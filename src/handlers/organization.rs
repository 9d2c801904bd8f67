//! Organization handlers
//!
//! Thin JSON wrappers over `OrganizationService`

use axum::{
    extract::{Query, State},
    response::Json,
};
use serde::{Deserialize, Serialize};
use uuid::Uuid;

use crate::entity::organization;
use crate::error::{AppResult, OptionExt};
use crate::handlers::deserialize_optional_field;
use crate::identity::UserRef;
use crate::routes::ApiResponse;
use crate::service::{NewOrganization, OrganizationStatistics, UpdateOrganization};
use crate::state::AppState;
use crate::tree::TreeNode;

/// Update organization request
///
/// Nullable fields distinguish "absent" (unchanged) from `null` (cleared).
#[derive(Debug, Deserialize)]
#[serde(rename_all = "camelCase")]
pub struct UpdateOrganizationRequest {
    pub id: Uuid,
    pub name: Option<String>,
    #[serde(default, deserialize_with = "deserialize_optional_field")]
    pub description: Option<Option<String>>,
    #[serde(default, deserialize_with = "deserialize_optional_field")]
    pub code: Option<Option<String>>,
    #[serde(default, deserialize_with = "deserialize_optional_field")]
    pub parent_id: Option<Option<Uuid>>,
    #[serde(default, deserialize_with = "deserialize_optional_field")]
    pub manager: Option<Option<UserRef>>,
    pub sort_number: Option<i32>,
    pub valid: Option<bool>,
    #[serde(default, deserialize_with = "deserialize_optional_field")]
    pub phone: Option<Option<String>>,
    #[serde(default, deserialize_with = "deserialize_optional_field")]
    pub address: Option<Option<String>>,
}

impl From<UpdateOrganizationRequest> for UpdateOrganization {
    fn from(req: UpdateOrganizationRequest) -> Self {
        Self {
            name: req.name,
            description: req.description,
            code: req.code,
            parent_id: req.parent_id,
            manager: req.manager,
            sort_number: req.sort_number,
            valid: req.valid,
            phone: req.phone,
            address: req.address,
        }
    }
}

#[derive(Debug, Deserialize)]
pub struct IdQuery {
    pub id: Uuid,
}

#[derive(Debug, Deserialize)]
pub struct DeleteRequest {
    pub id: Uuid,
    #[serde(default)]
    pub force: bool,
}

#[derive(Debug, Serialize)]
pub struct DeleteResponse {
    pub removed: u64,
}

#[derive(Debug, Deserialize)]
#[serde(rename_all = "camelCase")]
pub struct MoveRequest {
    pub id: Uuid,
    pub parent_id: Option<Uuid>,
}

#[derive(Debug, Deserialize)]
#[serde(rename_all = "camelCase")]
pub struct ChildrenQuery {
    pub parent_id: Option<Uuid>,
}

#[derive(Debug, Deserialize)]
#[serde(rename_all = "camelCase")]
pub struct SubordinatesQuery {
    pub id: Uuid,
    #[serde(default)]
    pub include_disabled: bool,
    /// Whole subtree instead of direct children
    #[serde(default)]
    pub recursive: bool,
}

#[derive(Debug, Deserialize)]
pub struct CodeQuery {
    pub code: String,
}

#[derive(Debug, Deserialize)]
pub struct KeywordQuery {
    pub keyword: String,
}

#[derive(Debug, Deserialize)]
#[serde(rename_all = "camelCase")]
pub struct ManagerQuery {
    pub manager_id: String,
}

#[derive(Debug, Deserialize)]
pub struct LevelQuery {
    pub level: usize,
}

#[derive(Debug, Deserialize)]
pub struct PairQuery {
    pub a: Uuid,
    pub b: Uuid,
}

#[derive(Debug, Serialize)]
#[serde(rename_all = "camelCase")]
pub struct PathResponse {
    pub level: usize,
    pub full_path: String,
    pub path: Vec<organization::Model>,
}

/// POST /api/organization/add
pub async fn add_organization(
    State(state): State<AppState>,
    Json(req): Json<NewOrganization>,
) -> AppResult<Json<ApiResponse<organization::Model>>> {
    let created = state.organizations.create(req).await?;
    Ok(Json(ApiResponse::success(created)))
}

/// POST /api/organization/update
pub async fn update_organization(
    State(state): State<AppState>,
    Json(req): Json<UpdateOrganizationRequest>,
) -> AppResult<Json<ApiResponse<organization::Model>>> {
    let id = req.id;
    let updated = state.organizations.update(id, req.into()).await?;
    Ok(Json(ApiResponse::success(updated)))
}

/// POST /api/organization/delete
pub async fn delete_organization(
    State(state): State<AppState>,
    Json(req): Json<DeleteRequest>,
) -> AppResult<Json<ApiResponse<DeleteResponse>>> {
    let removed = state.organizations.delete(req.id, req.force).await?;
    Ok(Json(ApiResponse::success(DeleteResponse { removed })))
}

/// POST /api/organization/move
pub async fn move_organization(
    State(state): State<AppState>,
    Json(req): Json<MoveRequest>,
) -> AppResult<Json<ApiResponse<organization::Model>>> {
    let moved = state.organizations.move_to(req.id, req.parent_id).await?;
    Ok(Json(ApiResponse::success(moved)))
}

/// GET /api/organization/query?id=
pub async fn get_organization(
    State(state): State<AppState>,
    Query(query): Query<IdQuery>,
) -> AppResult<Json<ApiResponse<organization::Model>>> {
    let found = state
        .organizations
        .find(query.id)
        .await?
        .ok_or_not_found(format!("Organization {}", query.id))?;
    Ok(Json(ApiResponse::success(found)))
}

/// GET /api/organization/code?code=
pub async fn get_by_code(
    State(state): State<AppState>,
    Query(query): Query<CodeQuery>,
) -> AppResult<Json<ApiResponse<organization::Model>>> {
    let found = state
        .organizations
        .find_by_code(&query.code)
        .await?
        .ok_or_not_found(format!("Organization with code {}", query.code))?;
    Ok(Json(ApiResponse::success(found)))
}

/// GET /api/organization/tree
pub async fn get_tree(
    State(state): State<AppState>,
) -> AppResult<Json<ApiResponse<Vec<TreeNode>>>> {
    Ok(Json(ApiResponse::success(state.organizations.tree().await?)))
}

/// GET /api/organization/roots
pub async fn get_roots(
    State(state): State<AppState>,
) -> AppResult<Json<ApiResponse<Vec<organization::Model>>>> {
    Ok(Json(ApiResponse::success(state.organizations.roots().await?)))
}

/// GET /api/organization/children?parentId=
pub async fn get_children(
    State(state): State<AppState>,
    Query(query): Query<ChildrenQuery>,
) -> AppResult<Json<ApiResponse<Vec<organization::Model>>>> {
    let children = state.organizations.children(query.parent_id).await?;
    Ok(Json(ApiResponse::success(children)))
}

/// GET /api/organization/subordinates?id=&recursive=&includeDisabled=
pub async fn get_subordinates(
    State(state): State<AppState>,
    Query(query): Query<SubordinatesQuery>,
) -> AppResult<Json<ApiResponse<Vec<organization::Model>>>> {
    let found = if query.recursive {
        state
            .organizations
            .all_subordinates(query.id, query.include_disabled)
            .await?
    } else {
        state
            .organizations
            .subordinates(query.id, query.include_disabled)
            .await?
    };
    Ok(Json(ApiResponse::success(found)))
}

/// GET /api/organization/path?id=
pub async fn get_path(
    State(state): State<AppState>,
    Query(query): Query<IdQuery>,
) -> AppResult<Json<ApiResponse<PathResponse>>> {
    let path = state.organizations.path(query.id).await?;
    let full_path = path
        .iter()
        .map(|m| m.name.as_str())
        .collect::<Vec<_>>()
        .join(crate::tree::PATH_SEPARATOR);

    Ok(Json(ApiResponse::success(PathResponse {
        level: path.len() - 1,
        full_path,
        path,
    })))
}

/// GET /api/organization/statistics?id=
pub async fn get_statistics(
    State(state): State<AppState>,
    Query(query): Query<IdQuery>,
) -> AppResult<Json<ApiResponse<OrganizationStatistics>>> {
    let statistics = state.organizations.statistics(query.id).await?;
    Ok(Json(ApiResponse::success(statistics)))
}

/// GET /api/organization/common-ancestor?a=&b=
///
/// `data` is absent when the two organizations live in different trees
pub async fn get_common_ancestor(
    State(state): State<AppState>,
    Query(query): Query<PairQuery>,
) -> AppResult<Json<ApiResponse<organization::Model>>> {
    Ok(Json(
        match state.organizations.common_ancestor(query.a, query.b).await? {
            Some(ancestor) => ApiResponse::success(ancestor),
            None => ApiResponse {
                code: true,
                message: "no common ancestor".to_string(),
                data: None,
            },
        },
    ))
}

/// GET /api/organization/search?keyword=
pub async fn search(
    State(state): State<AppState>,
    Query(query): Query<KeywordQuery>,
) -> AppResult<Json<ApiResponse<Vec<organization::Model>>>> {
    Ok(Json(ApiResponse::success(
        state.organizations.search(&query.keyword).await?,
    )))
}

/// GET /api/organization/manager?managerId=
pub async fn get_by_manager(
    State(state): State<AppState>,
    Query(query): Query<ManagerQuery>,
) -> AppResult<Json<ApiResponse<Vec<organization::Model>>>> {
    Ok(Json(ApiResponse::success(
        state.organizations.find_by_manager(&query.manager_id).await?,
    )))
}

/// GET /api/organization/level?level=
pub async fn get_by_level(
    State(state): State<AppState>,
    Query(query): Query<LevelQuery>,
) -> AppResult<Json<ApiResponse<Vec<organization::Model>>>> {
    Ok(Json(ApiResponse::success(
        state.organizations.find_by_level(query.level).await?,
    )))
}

——

§ Directions: Work through the listing above, counting every line that has the string "updated" in it. Give only the final count.

§ Your solution: 2